Happy weekend, everyone!
Happy weekend, everyone!
8/7/09
Stand by me.
This is a first. I now have a tree stand on my property.
Normally, our land is posted against trespassing, hunting, walking, breathing, etc., but a friend of mine -- let's call him Tank -- asked me if he could put up a tree stand and hunt on our land. Since I figured a few less deer won't hurt, I said sure. I assumed this would mean he would come over, walk into the woods, set his shit up and then when hunting season came around I'd hear a few deer carcasses hitting the ground, a dragging sound, then a car door slamming and that would be that.
I had no idea that I would actually be involved in the tree stand setting up process. And it was a process. I knew things weren't going to go as I had planned in my imagination when he showed up towing a trailer. On this trailer was a steel ladder-looking thing with a double tiered basket on top, which I assumed is where you sit and wait. It looked almost exactly like this, except much taller.
There were some differences, however. The biggest difference is that the one in the picture is actually standing upright, and the one on the trailer definitely was not. There were other things too -- like how the one in the picture is in a tree that you could probably drive up to in a Range Rover, whereas the tree he wanted to put his stand in was buried deep in my woods, surrounded by scrub brush and small saplings and mud.
"So you think you can help me set this up?" he asked, "Shouldn't take too long." And thus began the three and a half hour odyssey.
Since Tank is 6' 5" and I'm only 5' 6" -- and since it was his tree stand -- I figured I'd let him tackle the heavy end. So I grabbed onto the ladder end, and I immediately noticed something was wrong, because it felt like I had grabbed the outside of a sticky honey jar.
"Uh, why is this sticky?" I asked, looking down at my newly blackened hands.
"I painted it almost 2 hours ago, and all I had was flat black paint for barbecue grills. It's not dry yet? Weird. It must be too humid out."
Great. We lifted the stand off the trailer and headed into the woods on the most humid, non-paint-drying, buggy day of the year so far. Or rather, tried to head into the woods.

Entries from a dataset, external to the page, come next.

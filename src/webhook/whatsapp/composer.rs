//! Builders for the messages the bot sends.
//!
//! Plain text covers every menu reply. The two interactive menus exist only
//! because WhatsApp caps reply-button messages at three choices: the button
//! menu shows the first three options, the list menu shows all five.

use super::outgoing_schemas::{ButtonReply, InteractiveRow, InteractiveSection, OutgoingMessage};
use crate::consts;

pub fn compose_text(recipient: &str, text: &str) -> OutgoingMessage {
    OutgoingMessage::new_text(recipient.to_string(), text.to_string())
}

/// Reply-button menu with the first three menu entries
pub fn compose_button_menu(recipient: &str) -> OutgoingMessage {
    let buttons = consts::MENU_ENTRIES
        .iter()
        .take(consts::MAX_REPLY_BUTTONS)
        .map(|(id, title)| ButtonReply::new(id.to_string(), title.to_string()))
        .collect();

    OutgoingMessage::new_buttons(
        recipient.to_string(),
        consts::MENU_BUTTONS_BODY.to_string(),
        buttons,
    )
}

/// List menu with every menu entry in a single section
pub fn compose_list_menu(recipient: &str) -> OutgoingMessage {
    let rows = consts::MENU_ENTRIES
        .iter()
        .map(|(id, title)| InteractiveRow::new(id.to_string(), title.to_string()))
        .collect();

    OutgoingMessage::new_list(
        recipient.to_string(),
        consts::MENU_LIST_HEADER.to_string(),
        consts::MENU_LIST_BODY.to_string(),
        consts::MENU_LIST_FOOTER.to_string(),
        consts::MENU_LIST_BUTTON_LABEL.to_string(),
        vec![InteractiveSection {
            title: Some(consts::MENU_LIST_SECTION_TITLE.to_string()),
            rows,
        }],
    )
}
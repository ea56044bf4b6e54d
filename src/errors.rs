use crate::webhook::whatsapp::handler::RouterError;
use derive_more::{Display, Error};
use ntex::{http, web};

/// Errors returned to webhook callers.
///
/// Provider details never reach the caller, they are logged where the
/// failure happens and the caller only sees the status code.
#[derive(Debug, Display, Error)]
pub enum WebhookError {
    #[display("Invalid payload. Must include 'from' and 'message'.")]
    InvalidPayload,
    #[display("Forbidden")]
    Unauthorized,
    #[display("Not Found")]
    UrlNotFound,
    #[display("Internal Server Error")]
    DispatchFailed,
}

impl From<RouterError> for WebhookError {
    fn from(err: RouterError) -> Self {
        match err {
            RouterError::InvalidPayload => WebhookError::InvalidPayload,
            RouterError::Dispatch(_) => WebhookError::DispatchFailed,
        }
    }
}

impl web::error::WebResponseError for WebhookError {
    fn error_response(&self, _: &web::HttpRequest) -> web::HttpResponse {
        web::HttpResponse::build(self.status_code())
            .set_header("content-type", "text/plain; charset=utf-8")
            .body(self.to_string())
    }

    fn status_code(&self) -> http::StatusCode {
        match *self {
            WebhookError::InvalidPayload => http::StatusCode::BAD_REQUEST,
            WebhookError::Unauthorized => http::StatusCode::FORBIDDEN,
            WebhookError::UrlNotFound => http::StatusCode::NOT_FOUND,
            WebhookError::DispatchFailed => http::StatusCode::INTERNAL_SERVER_ERROR,
        }
    }
}

#[cfg(test)]
mod tests {
    use super::*;
    use crate::webhook::whatsapp::client::DispatchError;
    use ntex::web::error::WebResponseError;

    #[test]
    fn test_router_errors_map_to_status_codes() {
        let invalid = WebhookError::from(RouterError::InvalidPayload);
        assert_eq!(invalid.status_code(), http::StatusCode::BAD_REQUEST);

        let dispatch = WebhookError::from(RouterError::Dispatch(DispatchError::Provider {
            status: 401,
            body: "token expired".to_string(),
        }));
        assert_eq!(
            dispatch.status_code(),
            http::StatusCode::INTERNAL_SERVER_ERROR
        );
        assert!(!dispatch.to_string().contains("token expired"));
    }
}
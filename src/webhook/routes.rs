use ntex::web;

/// Configures webhook routes.
///
/// These routes are public endpoints that don't require a session.
///
/// # Routes
/// - `GET /webhook` - Verification handshake
/// - `POST /webhook` - Inbound message receiver
pub fn whatsapp(cfg: &mut web::ServiceConfig) {
    cfg.service(
        web::scope("/webhook").service((super::whatsapp::verify, super::whatsapp::receive)),
    );
}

This thing did not want to go in the woods. In fact, it did not want to go anywhere. It was 16 feet long and not really optimally designed to weave in and out of closely growing trees. It was also heavier than it looked. To top it all off, there was an extra four foot section of extension ladder just sort of resting on top, and it was almost impossible to keep it from sliding around. After almost killing ourselves, we managed to get it through the bramble and into a thinner area of large pine trees that didn't let enough light through to allow scrub to grow. We were both soaked with sweat and surrounded by bugs. We found the tree he wanted to set it up against, and then the real fun began.
"OK, now what?" I asked Tank, having never put up a tree stand before.
"Now we just lean it up against the tree, throw this zip tie around it, put the brace up in the middle, fasten the whole thing with the straps, and we're done."
I wasn't going to point out that I thought it would be impossible to get this top-heavy piece of shit to lean up against a tree without probably killing one or both of us, but I assumed he knew that, and had a good technique to get it up there. And he did, sort of. First, he tried to hammer the extra four foot section of ladder on the bottom, and since the part we needed to hammer it into was packed with clay that had the consistency of bunker cement, this did not go well. He spent another ten minutes digging at it with a screwdriver while I looked on and swatted mosquitoes. Finally he banged it in, and it went about halfway home and he called it good enough. It actually wasn't good enough, but we'll get to that bit later.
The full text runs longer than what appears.